----- DATA EXCERPTS

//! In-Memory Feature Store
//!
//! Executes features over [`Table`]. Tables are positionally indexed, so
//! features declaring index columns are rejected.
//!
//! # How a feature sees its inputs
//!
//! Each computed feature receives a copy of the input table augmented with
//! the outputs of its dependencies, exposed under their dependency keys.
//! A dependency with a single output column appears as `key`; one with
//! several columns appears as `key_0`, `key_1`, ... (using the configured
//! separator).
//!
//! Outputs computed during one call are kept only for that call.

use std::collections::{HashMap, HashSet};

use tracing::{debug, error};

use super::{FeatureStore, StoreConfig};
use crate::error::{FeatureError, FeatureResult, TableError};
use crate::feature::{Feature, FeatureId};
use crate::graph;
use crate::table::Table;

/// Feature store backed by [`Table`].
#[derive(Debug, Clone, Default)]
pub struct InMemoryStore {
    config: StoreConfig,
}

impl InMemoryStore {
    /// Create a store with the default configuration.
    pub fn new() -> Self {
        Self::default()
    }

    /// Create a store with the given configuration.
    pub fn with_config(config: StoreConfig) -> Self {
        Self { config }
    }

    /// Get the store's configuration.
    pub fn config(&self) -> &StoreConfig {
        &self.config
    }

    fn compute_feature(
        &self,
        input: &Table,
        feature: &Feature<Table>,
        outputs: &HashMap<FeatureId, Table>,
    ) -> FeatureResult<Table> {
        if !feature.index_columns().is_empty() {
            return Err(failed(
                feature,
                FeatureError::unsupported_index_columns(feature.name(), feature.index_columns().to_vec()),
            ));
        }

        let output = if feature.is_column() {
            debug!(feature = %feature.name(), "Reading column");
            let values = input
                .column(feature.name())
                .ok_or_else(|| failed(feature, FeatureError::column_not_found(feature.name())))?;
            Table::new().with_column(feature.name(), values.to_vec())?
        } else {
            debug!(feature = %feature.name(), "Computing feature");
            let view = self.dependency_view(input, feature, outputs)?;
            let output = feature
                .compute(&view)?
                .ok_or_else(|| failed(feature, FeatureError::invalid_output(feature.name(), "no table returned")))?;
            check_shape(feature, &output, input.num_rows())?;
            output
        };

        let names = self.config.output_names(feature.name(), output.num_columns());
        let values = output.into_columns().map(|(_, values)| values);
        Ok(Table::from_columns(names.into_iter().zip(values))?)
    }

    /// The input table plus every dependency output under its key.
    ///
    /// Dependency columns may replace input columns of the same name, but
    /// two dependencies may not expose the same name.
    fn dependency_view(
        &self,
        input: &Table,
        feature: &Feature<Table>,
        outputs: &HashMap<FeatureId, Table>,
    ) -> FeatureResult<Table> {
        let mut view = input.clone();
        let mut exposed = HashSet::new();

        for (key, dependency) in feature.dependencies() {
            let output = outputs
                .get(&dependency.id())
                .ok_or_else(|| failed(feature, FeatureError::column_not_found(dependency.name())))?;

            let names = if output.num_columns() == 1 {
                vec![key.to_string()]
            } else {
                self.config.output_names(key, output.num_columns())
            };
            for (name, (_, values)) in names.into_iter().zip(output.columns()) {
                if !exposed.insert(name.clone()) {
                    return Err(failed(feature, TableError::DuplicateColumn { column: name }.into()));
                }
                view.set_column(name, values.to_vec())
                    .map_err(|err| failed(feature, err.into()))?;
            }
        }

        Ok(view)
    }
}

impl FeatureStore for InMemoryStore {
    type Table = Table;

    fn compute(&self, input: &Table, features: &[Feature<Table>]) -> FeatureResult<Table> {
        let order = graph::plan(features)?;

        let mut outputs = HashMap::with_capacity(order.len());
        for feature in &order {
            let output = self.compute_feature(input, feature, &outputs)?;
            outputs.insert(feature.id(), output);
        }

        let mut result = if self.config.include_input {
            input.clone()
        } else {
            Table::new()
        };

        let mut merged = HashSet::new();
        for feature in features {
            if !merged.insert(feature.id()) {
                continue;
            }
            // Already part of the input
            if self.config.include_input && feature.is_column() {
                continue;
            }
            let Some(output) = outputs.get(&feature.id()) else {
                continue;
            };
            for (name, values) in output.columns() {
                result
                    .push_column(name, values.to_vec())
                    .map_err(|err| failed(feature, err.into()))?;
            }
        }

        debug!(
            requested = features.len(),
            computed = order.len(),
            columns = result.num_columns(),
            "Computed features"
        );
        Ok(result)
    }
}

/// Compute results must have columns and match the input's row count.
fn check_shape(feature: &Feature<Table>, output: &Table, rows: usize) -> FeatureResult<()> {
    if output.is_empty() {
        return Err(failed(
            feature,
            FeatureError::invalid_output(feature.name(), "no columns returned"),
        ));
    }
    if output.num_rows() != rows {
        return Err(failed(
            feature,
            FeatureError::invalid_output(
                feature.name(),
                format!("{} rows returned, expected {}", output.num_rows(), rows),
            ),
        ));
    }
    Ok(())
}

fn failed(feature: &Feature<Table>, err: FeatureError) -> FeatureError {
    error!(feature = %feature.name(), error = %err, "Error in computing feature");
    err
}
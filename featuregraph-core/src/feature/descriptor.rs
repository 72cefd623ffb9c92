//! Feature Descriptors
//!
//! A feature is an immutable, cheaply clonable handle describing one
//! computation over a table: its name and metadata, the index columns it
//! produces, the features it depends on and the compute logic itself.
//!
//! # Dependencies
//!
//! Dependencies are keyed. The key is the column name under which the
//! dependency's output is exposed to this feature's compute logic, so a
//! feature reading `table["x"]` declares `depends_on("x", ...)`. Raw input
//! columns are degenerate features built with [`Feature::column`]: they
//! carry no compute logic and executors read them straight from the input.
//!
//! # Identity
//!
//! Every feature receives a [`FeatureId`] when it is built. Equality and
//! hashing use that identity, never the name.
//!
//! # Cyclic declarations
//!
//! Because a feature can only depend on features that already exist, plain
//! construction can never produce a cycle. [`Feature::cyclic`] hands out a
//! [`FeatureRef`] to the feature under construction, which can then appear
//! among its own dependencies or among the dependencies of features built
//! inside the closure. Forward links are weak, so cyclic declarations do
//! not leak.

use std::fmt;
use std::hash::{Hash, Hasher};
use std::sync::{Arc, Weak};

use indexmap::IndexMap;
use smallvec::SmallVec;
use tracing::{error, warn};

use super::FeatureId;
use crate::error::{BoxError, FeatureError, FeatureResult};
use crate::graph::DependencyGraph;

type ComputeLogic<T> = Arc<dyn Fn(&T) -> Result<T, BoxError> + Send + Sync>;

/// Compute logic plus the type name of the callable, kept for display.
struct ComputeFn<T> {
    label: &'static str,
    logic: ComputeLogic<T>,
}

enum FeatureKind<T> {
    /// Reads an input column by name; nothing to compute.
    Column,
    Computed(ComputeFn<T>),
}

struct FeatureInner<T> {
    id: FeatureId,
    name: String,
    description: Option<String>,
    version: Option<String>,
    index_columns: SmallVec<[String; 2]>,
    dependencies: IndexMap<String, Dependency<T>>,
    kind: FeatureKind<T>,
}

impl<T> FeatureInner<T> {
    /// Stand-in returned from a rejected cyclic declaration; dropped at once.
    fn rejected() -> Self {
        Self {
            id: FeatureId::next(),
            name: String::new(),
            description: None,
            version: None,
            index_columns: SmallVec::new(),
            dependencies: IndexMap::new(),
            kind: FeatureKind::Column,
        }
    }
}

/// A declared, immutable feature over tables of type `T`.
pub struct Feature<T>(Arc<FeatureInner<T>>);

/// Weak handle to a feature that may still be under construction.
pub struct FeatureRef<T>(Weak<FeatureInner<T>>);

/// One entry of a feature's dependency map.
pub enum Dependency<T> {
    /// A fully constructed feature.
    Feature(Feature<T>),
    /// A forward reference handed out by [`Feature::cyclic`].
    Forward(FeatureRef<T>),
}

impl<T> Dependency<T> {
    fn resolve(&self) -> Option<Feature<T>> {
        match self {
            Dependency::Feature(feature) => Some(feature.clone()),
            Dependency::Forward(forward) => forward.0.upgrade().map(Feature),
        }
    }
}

----------

▶ WHAT TO PRODUCE
Reproduce the lines of the entries above from the one with "the same name." to the one with "for (name, (_, values))", both included, exactly and without any other line.

▶ RESULT OF THIS EXERCISE
    /// two dependencies may not expose the same name.
    fn dependency_view(
        &self,
        input: &Table,
        feature: &Feature<Table>,
        outputs: &HashMap<FeatureId, Table>,
    ) -> FeatureResult<Table> {
        let mut view = input.clone();
        let mut exposed = HashSet::new();

        for (key, dependency) in feature.dependencies() {
            let output = outputs
                .get(&dependency.id())
                .ok_or_else(|| failed(feature, FeatureError::column_not_found(dependency.name())))?;

            let names = if output.num_columns() == 1 {
                vec![key.to_string()]
            } else {
                self.config.output_names(key, output.num_columns())
            };
            for (name, (_, values)) in names.into_iter().zip(output.columns()) {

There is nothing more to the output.